Reflecting on the title of the text, Chris Reyns-Chikuma and Houssem Ben Lazreg wrote, in The Cambridge History of the Graphic Novel, that it "refers to both the work traditionally done by women whose stories are told here, but also, in Persian slang, to the surgery to reinstate a woman’s virginity". Reyns-Chikuma and Lazreg added that the idea of embroidering has a further "meta- level meaning, referring to the work of art itself including the graphic narrative as a rich text. This third meaning shows that this apparently simple story has more layers when seen not only as a narrative but also as a “text”. They suggested that "it is these "braidings" that give a specific, rich texture" to the comic.
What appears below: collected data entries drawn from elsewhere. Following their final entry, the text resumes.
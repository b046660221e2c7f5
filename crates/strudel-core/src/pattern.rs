use crate::{Fraction, Hap, State, TimeSpan, Value};
use std::sync::Arc;

/// A Pattern represents a time-varying sequence of values
///
/// Patterns are queried with a State (containing a timespan) and return
/// a list of Haps (events) that occur within that timespan.
pub struct Pattern {
    /// The query function that produces events for a given state
    query_func: Arc<dyn Fn(State) -> Vec<Hap> + Send + Sync>,

    /// Optional step count (number of steps per cycle)
    steps: Option<Fraction>,
}
//! The lookahead scheduler: the only component that makes timing real.
//!
//! A periodic tick queries the current pattern over a small window ahead of
//! now and hands the resulting haps to a [`crate::Sink`] at their wall-clock
//! deadlines. Everything here is pure except the tick loop itself; pattern
//! evaluation never touches shared state.

use std::panic::{self, AssertUnwindSafe};
use std::time::Duration;

use strudel_core::{silence, Fraction, Pattern, State, TimeSpan, Value};

use crate::clock::{Clock, SystemClock};
use crate::command::{Command, SchedulerHandle};
use crate::sink::Sink;

/// What happens to a hap whose deadline has already passed by the time the
/// tick gets around to dispatching it.
#[derive(Debug, Clone, Copy, PartialEq, Eq)]
pub enum LatePolicy {
    /// Drop the hap and log a warning (the spec's default).
    Drop,
    /// Dispatch it immediately instead of at its nominal deadline.
    DispatchImmediately,
}

#[derive(Debug, Clone)]
pub struct SchedulerConfig {
    /// Wall-clock seconds between ticks.
    pub interval: Duration,
    /// Wall-clock seconds the tick queries ahead of `now`.
    pub lookahead: Duration,
    /// Starting tempo in cycles per second.
    pub cps: f64,
    pub late_policy: LatePolicy,
    /// Haps whose deadline is more than this many seconds in the past are
    /// logged at a lower severity; they're dropped either way.
    pub drop_threshold: f64,
}

impl Default for SchedulerConfig {
    fn default() -> Self {
        SchedulerConfig {
            interval: Duration::from_millis(50),
            lookahead: Duration::from_millis(100),
            cps: 0.5,
            late_policy: LatePolicy::Drop,
            drop_threshold: 1.0,
        }
    }
}

/// One hap paired with the deadline it was resolved to, ready for dispatch.
#[derive(Debug, Clone)]
pub struct Dispatch {
    pub value: Value,
    pub whole: Option<TimeSpan>,
    pub part: TimeSpan,
    pub deadline_seconds: f64,
}

/// Drives a [`Pattern`] forward in time and hands its events to a [`Sink`].
///
/// Owns its state exclusively; the only way in from another thread is
/// through a [`SchedulerHandle`], whose commands are drained at the top of
/// each tick. `cps`, `phase`, `start_time` and `start_beat` are never
/// touched except by whichever thread is ticking.
pub struct Scheduler<C: Clock = SystemClock> {
    clock: C,
    config: SchedulerConfig,
    commands: crossbeam_channel::Receiver<Command>,

    pattern: Pattern,
    cps: f64,
    start_time: f64,
    start_beat: Fraction,
    phase: Fraction,
    running: bool,
    exit_requested: bool,
}

impl Scheduler<SystemClock> {
    pub fn new(config: SchedulerConfig) -> (Self, SchedulerHandle) {
        Self::with_clock(config, SystemClock::new())
    }
}

impl<C: Clock> Scheduler<C> {
    pub fn with_clock(config: SchedulerConfig, clock: C) -> (Self, SchedulerHandle) {
        if config.lookahead < config.interval * 2 {
            tracing::warn!(
                interval = ?config.interval,
                lookahead = ?config.lookahead,
                "lookahead should be at least 2x the tick interval to absorb jitter"
            );
        }
        let (tx, rx) = crossbeam_channel::unbounded();
        let now = clock.now();
        let cps = config.cps;
        let scheduler = Scheduler {
            clock,
            config,
            commands: rx,
            pattern: silence(),
            cps,
            start_time: now,
            start_beat: Fraction::from_int(0),
            phase: Fraction::from_int(0),
            running: false,
            exit_requested: false,
        };
        (scheduler, SchedulerHandle { tx })
    }

    pub fn is_running(&self) -> bool {
        self.running
    }

    pub fn phase(&self) -> Fraction {
        self.phase
    }

    pub fn cps(&self) -> f64 {
        self.cps
    }

    /// `beats_to_time(b) = (b - start_beat) / cps + start_time`
    pub fn beats_to_time(&self, b: Fraction) -> f64 {
        (b.to_float() - self.start_beat.to_float()) / self.cps + self.start_time
    }

    /// `time_to_beats(t) = (t - start_time) * cps + start_beat`
    pub fn time_to_beats(&self, t: f64) -> Fraction {
        Fraction::from_float((t - self.start_time) * self.cps) + self.start_beat
    }

    fn drain_commands(&mut self, sink: &dyn Sink) {
        while let Ok(cmd) = self.commands.try_recv() {
            match cmd {
                Command::SetPattern(p) => {
                    tracing::debug!("pattern swapped");
                    self.pattern = p;
                }
                Command::SetCps(cps) => {
                    // Re-anchor so the beat/time mapping stays continuous
                    // across the tempo change instead of jumping.
                    let now = self.clock.now();
                    self.start_time = now;
                    self.start_beat = self.phase;
                    self.cps = cps;
                    tracing::info!(cps, "tempo changed");
                }
                Command::Start => {
                    if !self.running {
                        let now = self.clock.now();
                        self.start_time = now;
                        self.start_beat = self.phase;
                        self.running = true;
                        tracing::info!("scheduler started");
                    }
                }
                Command::Stop => {
                    self.running = false;
                    self.exit_requested = true;
                    tracing::info!("scheduler stopped");
                }
                Command::Hush => {
                    sink.on_hush();
                    tracing::info!("hush");
                }
            }
        }
    }

    /// Run one tick against the given sink. Returns the haps dispatched
    /// this tick, in ascending deadline order, for callers that want to
    /// inspect what happened (tests, a visualizer feed).
    ///
    /// Safe to call whether or not the scheduler is running: commands are
    /// always drained, but the query/dispatch step only runs while
    /// `running` is true, so an idle scheduler still responds to
    /// `start`/`set_pattern` sent before playback begins.
    pub fn tick(&mut self, sink: &dyn Sink) -> Vec<Dispatch> {
        self.drain_commands(sink);
        if !self.running {
            return Vec::new();
        }

        let now = self.clock.now();
        let window_end = now + self.config.lookahead.as_secs_f64();

        let b0 = self.phase;
        let mut b1 = self.time_to_beats(window_end);
        if b1 <= b0 {
            // Guards the monotone-progress invariant against a tempo of
            // zero or a clock that hasn't moved since the last tick.
            b1 = b0 + Fraction::new(1, 1_000_000);
        }

        let span = TimeSpan::new(b0, b1);
        let haps = self.query_safely(span);

        let mut dispatches: Vec<Dispatch> = Vec::with_capacity(haps.len());
        for hap in haps {
            let deadline = self.beats_to_time(hap.part.begin);
            if deadline < now {
                match self.config.late_policy {
                    LatePolicy::Drop => {
                        if now - deadline > self.config.drop_threshold {
                            tracing::debug!(deadline, now, "dropping stale late event");
                        } else {
                            tracing::warn!(deadline, now, "dropping late event");
                        }
                        continue;
                    }
                    LatePolicy::DispatchImmediately => {
                        dispatches.push(Dispatch {
                            value: hap.value,
                            whole: hap.whole,
                            part: hap.part,
                            deadline_seconds: now,
                        });
                        continue;
                    }
                }
            }
            dispatches.push(Dispatch {
                value: hap.value,
                whole: hap.whole,
                part: hap.part,
                deadline_seconds: deadline,
            });
        }

        dispatches.sort_by(|a, b| {
            a.deadline_seconds
                .partial_cmp(&b.deadline_seconds)
                .unwrap_or(std::cmp::Ordering::Equal)
        });

        for d in &dispatches {
            if let Err(e) = sink.on_event(
                d.value.clone(),
                d.whole,
                d.part,
                d.deadline_seconds,
                self.cps,
            ) {
                tracing::error!(error = %e, "sink rejected event");
            }
        }

        self.phase = b1;
        dispatches
    }

    /// Query the pattern, catching panics from malformed combinators so a
    /// single bad subtree never takes the scheduler down. Per the failure
    /// semantics, that tick simply yields an empty result for the query.
    fn query_safely(&self, span: TimeSpan) -> Vec<strudel_core::Hap> {
        let pattern = &self.pattern;
        let state = State::new(span);
        match panic::catch_unwind(AssertUnwindSafe(|| pattern.query(state))) {
            Ok(haps) => haps,
            Err(_) => {
                tracing::error!("pattern query panicked; yielding empty result for this tick");
                Vec::new()
            }
        }
    }

    /// Block the current thread, ticking at `config.interval` until a
    /// [`Command::Stop`] is drained. Intended to run on its own dedicated
    /// thread; hosts with their own audio callback can call
    /// [`Scheduler::tick`] directly instead and drive the interval
    /// themselves.
    pub fn run(mut self, sink: impl Sink + 'static) {
        loop {
            self.tick(&sink);
            if self.exit_requested {
                break;
            }
            std::thread::sleep(self.config.interval);
        }
    }
}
Sharon L. Jansen, in Reading Women’s Worlds from Christine de Pizan to Doris Lessing, wrote that through Embroideries Satrapi "shows us what happens behind closed doors, when women gather together and engage in a lively, spirited, and private conversation".

In a review for Words Without Borders, Richard McGill Murphy said: "Yet contemporary politics are notably absent from Satrapi's narrative. The only sign that the revolution ever happened is that her female characters wear headscarves and enveloping black overcoats when they go out on dates. Which tells us something about the current state of revolutionary politics in Iran. For Satrapi and the disaffected Iranian generation that she represents, ignoring the regime is an eloquent political statement in itself."

Sarvi Batmanghelidj and Carey Hogg, reviewing Embroideries in The Virginia Quarterly Review, praised the book and said that "The allure of Embroideries lies not only in its irresistible and entertaining graphic narrative, but also in its ground-breaking, unconventional depicition of Iranian women" Batmanghelidj and Hogg: "The characters of Embroideries have the power to change hearts and minds, just as they have changed their own lives - through resilience, grace, and wit".

Embroideries was nominated for the 2003 Angoulême Album of the Year.